Gamma-glutamyl transferase (GGT) is involved in the pathogenesis of atherosclerosis and has been associated with adverse cardiovascular outcomes in patients with ischemic heart disease. However, the association between GGT and long-term mortality has not been studied in patients with acute myocardial infarction (AMI).
A total of 2239 AMI patients for whom serum GGT values were available and who underwent percutaneous coronary intervention (PCI) were enrolled in the COREA-AMI (CardiOvascular Risk and idEntificAtion of potential high-risk population in Korean patients with AMI) registry. Patients with acute liver injury were excluded. Patients were classified into 2 groups according to normal (n = 1983) or elevated (n = 256) levels of serum GGT. The primary clinical outcome was all-cause mortality. The secondary outcome was cardiac death and recurrent non-fatal myocardial infarction (MI).

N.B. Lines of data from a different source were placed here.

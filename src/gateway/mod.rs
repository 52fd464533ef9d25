mod parser;
mod state;

pub use parser::{BinanceTradeParser, TradeEventParser};
pub use state::{Backoff, ConnectionState, SymbolGatewayStats};

use std::sync::atomic::{AtomicBool, Ordering};
use std::sync::Arc;
use std::time::{Duration, Instant};

use dashmap::DashMap;
use futures::{SinkExt, StreamExt};
use parking_lot::Mutex;
use tokio::sync::Notify;
use tokio::time::timeout;
use tokio_tungstenite::tungstenite::Message;

use crate::broker::BrokerAdapter;
use crate::config::{BrokerKeys, Settings};
use crate::model::{LogEntry, Tick};

const RECV_TIMEOUT: Duration = Duration::from_secs(1);
const PING_INTERVAL: Duration = Duration::from_secs(20);
const PONG_TIMEOUT: Duration = Duration::from_secs(10);
const FLUSH_INTERVAL: Duration = Duration::from_millis(100);
const HEARTBEAT_INTERVAL: Duration = Duration::from_secs(30);
const TS_RETENTION_MS: i64 = 86_400_000;

/// Maintains one streaming connection per symbol to the exchange, buffers
/// normalized trade ticks, and flushes them to the broker in batches.
pub struct MarketGateway {
    settings: Settings,
    broker: BrokerAdapter,
    parser: Arc<dyn TradeEventParser>,
    buffers: Arc<DashMap<String, Mutex<Vec<Tick>>>>,
    stats: Arc<DashMap<String, Arc<SymbolGatewayStats>>>,
    shutdown: Arc<AtomicBool>,
    notify: Arc<Notify>,
}

impl MarketGateway {
    pub fn new(settings: Settings, broker: BrokerAdapter) -> Self {
        let buffers = Arc::new(DashMap::new());
        let stats = Arc::new(DashMap::new());
        for symbol in &settings.symbols {
            buffers.insert(symbol.to_uppercase(), Mutex::new(Vec::new()));
            stats.insert(symbol.to_uppercase(), Arc::new(SymbolGatewayStats::default()));
        }
        Self {
            settings,
            broker,
            parser: Arc::new(BinanceTradeParser),
            buffers,
            stats,
            shutdown: Arc::new(AtomicBool::new(false)),
            notify: Arc::new(Notify::new()),
        }
    }

    /// Swaps in a custom parser, e.g. for a different exchange wire format.
    pub fn with_parser(mut self, parser: Arc<dyn TradeEventParser>) -> Self {
        self.parser = parser;
        self
    }

    pub fn stats(&self, symbol: &str) -> Option<Arc<SymbolGatewayStats>> {
        self.stats.get(&symbol.to_uppercase()).map(|s| s.clone())
    }

    /// Spawns one listener task per symbol plus the flush and heartbeat
    /// workers, returning their join handles for the orchestrator.
    pub fn spawn(&self) -> Vec<tokio::task::JoinHandle<()>> {
        let mut handles = Vec::new();

        for symbol in self.settings.symbols.clone() {
            let symbol = symbol.to_uppercase();
            let ws_base = self.settings.exchange_ws_base.clone();
            let parser = self.parser.clone();
            let buffers = self.buffers.clone();
            let stats = self.stats.clone();
            let shutdown = self.shutdown.clone();
            let notify = self.notify.clone();
            handles.push(tokio::spawn(async move {
                listener_loop(symbol, ws_base, parser, buffers, stats, shutdown, notify).await;
            }));
        }

        {
            let buffers = self.buffers.clone();
            let broker = self.broker.clone();
            let shutdown = self.shutdown.clone();
            handles.push(tokio::spawn(async move {
                flush_loop(buffers, broker, shutdown).await;
            }));
        }

        {
            let stats = self.stats.clone();
            let broker = self.broker.clone();
            let shutdown = self.shutdown.clone();
            handles.push(tokio::spawn(async move {
                heartbeat_loop(stats, broker, shutdown).await;
            }));
        }

        handles
    }

    /// Sets the shutdown flag and wakes every suspended worker.
    pub fn stop(&self) {
        self.shutdown.store(true, Ordering::SeqCst);
        self.notify.notify_waiters();
    }
}

async fn listener_loop(
    symbol: String,
    ws_base: String,
    parser: Arc<dyn TradeEventParser>,
    buffers: Arc<DashMap<String, Mutex<Vec<Tick>>>>,
    stats: Arc<DashMap<String, Arc<SymbolGatewayStats>>>,
    shutdown: Arc<AtomicBool>,
    notify: Arc<Notify>,
) {
    let url = format!("{}/{}@trade", ws_base, symbol.to_lowercase());
    let mut backoff = Backoff::new();

    while !shutdown.load(Ordering::SeqCst) {
        if let Some(s) = stats.get(&symbol) {
            s.set_state(ConnectionState::Connecting);
        }
        let connect_result = tokio_tungstenite::connect_async(&url).await;
        let mut ws = match connect_result {
            Ok((ws, _)) => ws,
            Err(e) => {
                if let Some(s) = stats.get(&symbol) {
                    s.set_state(ConnectionState::Disconnected);
                }
                tracing::warn!(symbol = %symbol, error = %e, "exchange connection failed");
                let delay = backoff.next_delay();
                tokio::select! {
                    _ = tokio::time::sleep(delay) => {}
                    _ = notify.notified() => {}
                }
                continue;
            }
        };
        backoff.reset();
        if let Some(s) = stats.get(&symbol) {
            s.set_state(ConnectionState::Connected);
        }
        tracing::info!(symbol = %symbol, "exchange connected");

        let mut last_ping = Instant::now();
        let mut last_pong = Instant::now();

        loop {
            if shutdown.load(Ordering::SeqCst) {
                if let Some(s) = stats.get(&symbol) {
                    s.set_state(ConnectionState::Stopped);
                }
                let _ = ws.close(None).await;
                return;
            }

            match timeout(RECV_TIMEOUT, ws.next()).await {
                Ok(Some(Ok(Message::Text(text)))) => match parser.parse(&text) {
                    Ok(Some(tick)) => {
                        if let Some(buf) = buffers.get(&symbol) {
                            buf.lock().push(tick);
                        }
                        if let Some(s) = stats.get(&symbol) {
                            s.record_tick(tick.timestamp_ms);
                        }
                    }
                    Ok(None) => {}
                    Err(e) => {
                        tracing::warn!(symbol = %symbol, error = %e, "discarding malformed trade event");
                    }
                },
                Ok(Some(Ok(Message::Ping(data)))) => {
                    let _ = ws.send(Message::Pong(data)).await;
                }
                Ok(Some(Ok(Message::Pong(_)))) => {
                    last_pong = Instant::now();
                }
                Ok(Some(Ok(_))) => {}
                Ok(Some(Err(e))) => {
                    if let Some(s) = stats.get(&symbol) {
                        s.set_state(ConnectionState::Disconnected);
                    }
                    tracing::warn!(symbol = %symbol, error = %e, "exchange stream error, reconnecting");
                    break;
                }
                Ok(None) => {
                    if let Some(s) = stats.get(&symbol) {
                        s.set_state(ConnectionState::Disconnected);
                    }
                    tracing::warn!(symbol = %symbol, "exchange closed connection, reconnecting");
                    break;
                }
                Err(_) => {
                    // recv timeout; fall through to ping/shutdown checks below
                }
            }

            if last_ping.elapsed() >= PING_INTERVAL {
                let _ = ws.send(Message::Ping(Vec::new())).await;
                last_ping = Instant::now();
            }
            if last_pong.elapsed() > PING_INTERVAL + PONG_TIMEOUT {
                if let Some(s) = stats.get(&symbol) {
                    s.set_state(ConnectionState::Disconnected);
                }
                tracing::warn!(symbol = %symbol, "pong timeout, reconnecting");
                break;
            }
        }
    }
}

async fn flush_loop(
    buffers: Arc<DashMap<String, Mutex<Vec<Tick>>>>,
    broker: BrokerAdapter,
    shutdown: Arc<AtomicBool>,
) {
    loop {
        tokio::time::sleep(FLUSH_INTERVAL).await;
        flush_all(&buffers, &broker).await;
        if shutdown.load(Ordering::SeqCst) {
            // Drain once more after shutdown is observed, per §4.C's state
            // machine ("closes the socket and then drains the buffer once").
            flush_all(&buffers, &broker).await;
            return;
        }
    }
}

async fn flush_all(buffers: &DashMap<String, Mutex<Vec<Tick>>>, broker: &BrokerAdapter) {
    for entry in buffers.iter() {
        let symbol = entry.key().clone();
        let batch = {
            let mut guard = entry.value().lock();
            std::mem::take(&mut *guard)
        };
        if batch.is_empty() {
            continue;
        }

        let stream_key = BrokerKeys::tick_stream(&symbol);
        let ts_key = BrokerKeys::price_timeseries(&symbol);
        let mut pipeline = broker.pipeline();
        for tick in &batch {
            pipeline.stream_append(&stream_key, &tick.to_broker_fields(&symbol), TS_RETENTION_MS);
            pipeline.ts_append(&ts_key, tick.timestamp_ms, tick.price, TS_RETENTION_MS);
        }
        if let Err(e) = pipeline.execute().await {
            tracing::error!(symbol = %symbol, error = %e, "failed to flush tick batch");
        }
    }
}

async fn heartbeat_loop(
    stats: Arc<DashMap<String, Arc<SymbolGatewayStats>>>,
    broker: BrokerAdapter,
    shutdown: Arc<AtomicBool>,
) {
    while !shutdown.load(Ordering::SeqCst) {
        tokio::time::sleep(HEARTBEAT_INTERVAL).await;
        let now = crate::broker::now_ms();
        for entry in stats.iter() {
            let symbol = entry.key().clone();
            let tick_count = entry.value().tick_count();
            let freshness_ms = entry.value().freshness_ms(now);
            metrics::gauge!("gateway_tick_count", "symbol" => symbol.clone()).set(tick_count as f64);
            metrics::gauge!("gateway_freshness_ms", "symbol" => symbol.clone()).set(freshness_ms as f64);
            if freshness_ms > 5000 {
                tracing::warn!(symbol = %symbol, freshness_ms, "tick stream stale");
            }

            let message = format!("tick_count={tick_count} freshness_ms={freshness_ms}");
            let entry = LogEntry {
                timestamp_ms: now,
                service: "market_gateway".to_string(),
                level: "INFO".to_string(),
                operation: "heartbeat".to_string(),
                key: Some(symbol),
                message,
                duration_ms: None,
                aggregated_count: None,
            };
            if let Ok(payload) = serde_json::to_string(&entry) {
                let _ = broker.publish(BrokerKeys::CHANNEL_LOGS, &payload).await;
            }
        }
    }
}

The median follow-up period was 3.7 years, and both groups had similar characteristics. Patients with elevated GGT had significantly higher all-cause mortality compared to patients with normal GGT (21.9% vs. 14.4%, P = .001). The multivariate Cox proportional hazards model showed that elevated serum GGT level was independently correlated with mortality (hazard ratio 2.12[1.44–3.11]; P < .001). Although elevated serum GGT was independently associated with long-term mortality after 30 days after PCI, there was no association within 30 days after PCI. Elevated GGT was also associated with death of cardiac causes with statistical significance. In the subgroup analysis, stronger associations were observed in the young and female patients and in patients who had ST-segment elevation MI and preserved left ventricular ejection fraction at the first echocardiography after the indexed PCI.
Elevated serum GGT is an independent predictor of long-term mortality in AMI patients.